**Task brief**. In the entries that follow, the line with "let mut destinations" opens the range and the line with "if let Some(registration) = registrations.get_mut(url)" closes it; repeat that range exactly, both lines included.

**Data for this task**.
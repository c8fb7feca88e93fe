//! Notifier
//!
//! Watches request URLs on behalf of a set of destinations and hands a
//! message to its channel on every update. One broker subscription is held
//! per URL however many destinations share it; destinations carry an
//! optional expiry checked at delivery time.

use std::cell::RefCell;
use std::collections::BTreeMap;
use std::rc::{Rc, Weak};

use chrono::{DateTime, Utc};

use super::channel::{format_message, NotificationChannel};
use crate::broker::Broker;
use crate::device::DeviceError;
use crate::dist::{DisconnectReason, PendingSink, Sink, SinkFactory, Transport};
use crate::event::ValueEvent;

/// When a destination stops receiving notifications (`None` = never)
pub type Expiry = Option<DateTime<Utc>>;

/// Destinations of one URL with their expiry
pub type Destinations = BTreeMap<String, Expiry>;

type TransportCell = Rc<RefCell<Option<Rc<dyn Transport>>>>;

struct Registration {
    destinations: Destinations,
    pending: Option<PendingSink>,
    transport: TransportCell,
}

impl Registration {
    /// Subscription attached or still on its way
    fn is_live(&self) -> bool {
        self.transport.borrow().is_some()
            || self.pending.as_ref().is_some_and(|p| !p.is_settled())
    }
}

struct NotifierInner {
    broker: Rc<Broker>,
    channel: Rc<dyn NotificationChannel>,
    registrations: RefCell<BTreeMap<String, Registration>>,
}

/// Sends notifications for updates of registered URLs
#[derive(Clone)]
pub struct Notifier {
    inner: Rc<NotifierInner>,
}

impl Notifier {
    pub fn new(broker: Rc<Broker>, channel: Rc<dyn NotificationChannel>) -> Self {
        Self {
            inner: Rc::new(NotifierInner {
                broker,
                channel,
                registrations: RefCell::new(BTreeMap::new()),
            }),
        }
    }

    /// Name of the channel; configuration sections address notifiers by it
    pub fn name(&self) -> &str {
        self.inner.channel.name()
    }

    /// Add `destination` to `url`, or update its expiry
    ///
    /// The first destination of a URL subscribes to it. If the URL already
    /// holds a value the new destination is notified right away.
    pub fn register(
        &self,
        url: &str,
        destination: &str,
        expiry: Expiry,
    ) -> Result<(), DeviceError> {
        let mut destinations = {
            let mut registrations = self.inner.registrations.borrow_mut();
            match registrations.get(url).map(Registration::is_live) {
                Some(true) => {
                    if let Some(registration) = registrations.get_mut(url) {
                        registration.destinations.insert(destination.to_string(), expiry);
                    }
                    tracing::debug!(url = %url, destination = %destination, "Destination updated");
                    return Ok(());
                }
                // Subscription failed; resubscribe keeping its destinations
                Some(false) => registrations
                    .remove(url)
                    .map(|r| r.destinations)
                    .unwrap_or_default(),
                None => Destinations::new(),
            }
        };
        destinations.insert(destination.to_string(), expiry);

        let transport: TransportCell = Rc::new(RefCell::new(None));
        self.inner.registrations.borrow_mut().insert(
            url.to_string(),
            Registration {
                destinations,
                pending: None,
                transport: Rc::clone(&transport),
            },
        );

        let factory: Rc<dyn SinkFactory> = Rc::new(NotifierSinkFactory {
            notifier: Rc::downgrade(&self.inner),
            url: url.to_string(),
            transport,
        });

        match self.inner.broker.subscribe(url, factory) {
            Ok(pending) => {
                if let Some(registration) = self.inner.registrations.borrow_mut().get_mut(url) {
                    registration.pending = Some(pending);
                }
                tracing::debug!(
                    channel = %self.name(),
                    url = %url,
                    destination = %destination,
                    "Registered"
                );
                Ok(())
            }
            Err(err) => {
                self.inner.registrations.borrow_mut().remove(url);
                tracing::warn!(
                    channel = %self.name(),
                    url = %url,
                    error = %err,
                    "Registration failed"
                );
                Err(err)
            }
        }
    }

    /// Remove `destination` from `url`; the last one releases the subscription
    pub fn unregister(&self, url: &str, destination: &str) -> bool {
        let released = {
            let mut registrations = self.inner.registrations.borrow_mut();
            let Some(registration) = registrations.get_mut(url) else {
                return false;
            };
            if registration.destinations.remove(destination).is_none() {
                return false;
            }
            if registration.destinations.is_empty() {
                registrations.remove(url)
            } else {
                None
            }
        };

        tracing::debug!(
            channel = %self.name(),
            url = %url,
            destination = %destination,
            "Unregistered"
        );

        if let Some(registration) = released {
            if let Some(pending) = registration.pending {
                pending.cancel();
            }
            let transport = registration.transport.borrow_mut().take();
            if let Some(transport) = transport {
                transport.lose_connection();
            }
        }
        true
    }

    /// Snapshot of every URL and its destinations
    pub fn registered(&self) -> BTreeMap<String, Destinations> {
        self.inner
            .registrations
            .borrow()
            .iter()
            .map(|(url, r)| (url.clone(), r.destinations.clone()))
            .collect()
    }

    /// Send a message for `event` to every destination of `url` not expired at `now`
    ///
    /// Returns the number of messages handed to the channel.
    pub fn notify(&self, url: &str, event: &ValueEvent, now: DateTime<Utc>) -> usize {
        let destinations: Vec<String> = {
            let registrations = self.inner.registrations.borrow();
            let Some(registration) = registrations.get(url) else {
                return 0;
            };
            registration
                .destinations
                .iter()
                .filter(|(destination, expiry)| match expiry {
                    Some(at) if *at <= now => {
                        tracing::trace!(url = %url, destination = %destination, "Destination expired");
                        false
                    }
                    _ => true,
                })
                .map(|(destination, _)| destination.clone())
                .collect()
        };

        if destinations.is_empty() {
            return 0;
        }

        let message = format_message(url, event);
        for destination in &destinations {
            self.inner.channel.send(url, &message, destination);
        }
        destinations.len()
    }

    /// Drop every registration and its subscription
    pub fn clear(&self) {
        let registrations = std::mem::take(&mut *self.inner.registrations.borrow_mut());
        for (_, registration) in registrations {
            if let Some(pending) = registration.pending {
                pending.cancel();
            }
            let transport = registration.transport.borrow_mut().take();
            if let Some(transport) = transport {
                transport.lose_connection();
            }
        }
    }
}

struct NotifierSinkFactory {
    notifier: Weak<NotifierInner>,
    url: String,
    transport: TransportCell,
}

impl SinkFactory for NotifierSinkFactory {
    fn build_sink(&self, _address: &str) -> Box<dyn Sink> {
        Box::new(NotifierSink {
            notifier: Weak::clone(&self.notifier),
            url: self.url.clone(),
            transport: Rc::clone(&self.transport),
        })
    }

    fn request_failed(&self, reason: &DisconnectReason) {
        tracing::warn!(url = %self.url, reason = %reason, "Notification subscription failed");
    }
}

struct NotifierSink {
    notifier: Weak<NotifierInner>,
    url: String,
    transport: TransportCell,
}

impl Sink for NotifierSink {
    fn make_connection(&mut self, transport: Rc<dyn Transport>) {
        *self.transport.borrow_mut() = Some(transport);
    }

    fn data_received(&mut self, event: &ValueEvent) {
        if let Some(inner) = self.notifier.upgrade() {
            Notifier { inner }.notify(&self.url, event, Utc::now());
        }
    }

    fn connection_lost(&mut self, reason: &DisconnectReason) {
        if *reason != DisconnectReason::Closed {
            tracing::warn!(url = %self.url, reason = %reason, "Notification subscription lost");
        }
        self.transport.borrow_mut().take();
    }
}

**Task output**.
        let mut destinations = {
            let mut registrations = self.inner.registrations.borrow_mut();
            match registrations.get(url).map(Registration::is_live) {
                Some(true) => {
                    if let Some(registration) = registrations.get_mut(url) {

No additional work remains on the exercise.